Source data Start Marker

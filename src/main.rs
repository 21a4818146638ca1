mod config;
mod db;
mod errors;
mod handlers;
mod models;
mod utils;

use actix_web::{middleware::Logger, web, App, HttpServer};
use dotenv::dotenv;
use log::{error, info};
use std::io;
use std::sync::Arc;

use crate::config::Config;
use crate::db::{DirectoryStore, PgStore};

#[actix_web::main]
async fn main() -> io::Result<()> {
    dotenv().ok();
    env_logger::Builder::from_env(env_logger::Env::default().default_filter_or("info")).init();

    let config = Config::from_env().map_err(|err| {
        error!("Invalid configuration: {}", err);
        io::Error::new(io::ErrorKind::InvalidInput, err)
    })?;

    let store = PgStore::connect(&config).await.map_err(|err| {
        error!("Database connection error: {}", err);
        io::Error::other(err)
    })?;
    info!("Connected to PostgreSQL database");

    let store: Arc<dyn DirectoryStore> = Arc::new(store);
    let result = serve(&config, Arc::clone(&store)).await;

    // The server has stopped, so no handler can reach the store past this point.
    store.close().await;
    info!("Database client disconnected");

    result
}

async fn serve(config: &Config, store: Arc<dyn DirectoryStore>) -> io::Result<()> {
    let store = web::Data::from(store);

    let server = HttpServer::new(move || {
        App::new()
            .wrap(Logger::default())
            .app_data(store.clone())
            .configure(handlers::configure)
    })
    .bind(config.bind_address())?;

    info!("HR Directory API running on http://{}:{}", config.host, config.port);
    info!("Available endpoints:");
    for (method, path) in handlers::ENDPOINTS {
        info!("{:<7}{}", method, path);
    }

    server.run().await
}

Source data End Marker

About this exercise: Take the entries above and copy them exactly from the first line through the line with "dotenv().ok();"; leave out every line after it.

Completed exercise:
filename src/main.rs
repository 21a4818146638ca1
mod config;
mod db;
mod errors;
mod handlers;
mod models;
mod utils;

use actix_web::{middleware::Logger, web, App, HttpServer};
use dotenv::dotenv;
use log::{error, info};
use std::io;
use std::sync::Arc;

use crate::config::Config;
use crate::db::{DirectoryStore, PgStore};

#[actix_web::main]
async fn main() -> io::Result<()> {
    dotenv().ok();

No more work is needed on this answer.